Antes de que Aimée pudiera decir nada, le entregó un sobre grueso.

– Podrías venirte conmigo -le pidió él, y la miró fijamente con sus ojos oscuros.

– No es tan sencillo.

– Es verdad. Es muy sencillo -dijo Yves, que, con la mano, le peinó el pelo, que lo tenía de punta. Después le pasó un dedo por el mentón-. Dentro tienes un billete abierto, con ida y vuelta válida por un año.

Aimée se tensó.

– Tengo un negocio… Miles Davis…

– También hay delitos informáticos en El Cairo. En realidad, existen toda clase de crímenes -le dijo. Le tendió otro billete-. Miles Davis también tiene un asiento, pero tendrá que pasar parte del vuelo en un trasportín.

La estrechó entre sus brazos y le dio un beso profundo y apasionado. Aimée no quería que se detuviera, pero lo hizo.

– Mi taxi me espera.

Desde la ventana, vio las luces rojas de los frenos del taxi, que se alejaba por la rue du Louvre.
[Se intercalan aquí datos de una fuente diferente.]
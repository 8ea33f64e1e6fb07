use std::collections::HashMap;

/// How a nonterminal derives a span: the production used, plus the positions
/// where the span is cut between consecutive right-hand side symbols.
#[derive(Debug, Clone, PartialEq, Eq, PartialOrd, Ord)]
pub(crate) struct Backpointer {
    pub production: usize,
    pub splits: Vec<usize>,
}

type Cell = HashMap<String, Vec<Backpointer>>;

/// Derivable nonterminals for every span `[start, end)` of the input.
pub(crate) struct Chart {
    len: usize,
    cells: Vec<Cell>,
}

impl Chart {
    pub fn new(len: usize) -> Self {
        Chart {
            len,
            cells: (0..(len + 1) * (len + 1)).map(|_| Cell::new()).collect(),
        }
    }

    fn index(&self, start: usize, end: usize) -> usize {
        start * (self.len + 1) + end
    }

    fn cell(&self, start: usize, end: usize) -> Option<&Cell> {
        self.cells.get(self.index(start, end))
    }

    pub fn derives(&self, symbol: &str, start: usize, end: usize) -> bool {
        self.cell(start, end).is_some_and(|cell| cell.contains_key(symbol))
    }

    pub fn backpointers(&self, symbol: &str, start: usize, end: usize) -> &[Backpointer] {
        self.cell(start, end)
            .and_then(|cell| cell.get(symbol))
            .map(Vec::as_slice)
            .unwrap_or_default()
    }

    /// Records a derivation. Returns false when it was already known.
    pub fn add(&mut self, symbol: &str, start: usize, end: usize, backpointer: Backpointer) -> bool {
        let index = self.index(start, end);
        let Some(cell) = self.cells.get_mut(index) else {
            return false;
        };

        let entry = cell.entry(symbol.to_string()).or_default();
        if entry.contains(&backpointer) {
            return false;
        }
        entry.push(backpointer);
        true
    }

    /// Puts the derivations of a finished span in production order, then by
    /// split position.
    pub fn seal(&mut self, start: usize, end: usize) {
        let index = self.index(start, end);
        if let Some(cell) = self.cells.get_mut(index) {
            cell.values_mut().for_each(|entry| entry.sort());
        }
    }

    pub fn symbols(&self, start: usize, end: usize) -> usize {
        self.cell(start, end).map_or(0, Cell::len)
    }

    pub fn edge_count(&self) -> usize {
        self.cells.iter().flat_map(|cell| cell.values()).map(Vec::len).sum()
    }
}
A la derecha, se veía el palacio del Louvre, oscuro como una tumba. Pero en el iluminado quai los árboles habían florecido, aromáticos y frondosos.

Colocó los billetes encima de la mesa, al lado de la carpeta, y abrió la ventana. Cuando se sentó a meditar sobre su vida, a sus oídos llegó el zumbido del tráfico nocturno. Miles Davis se acurrucó en sus brazos, y Aimée aspiró la primera bocanada de aire primaveral.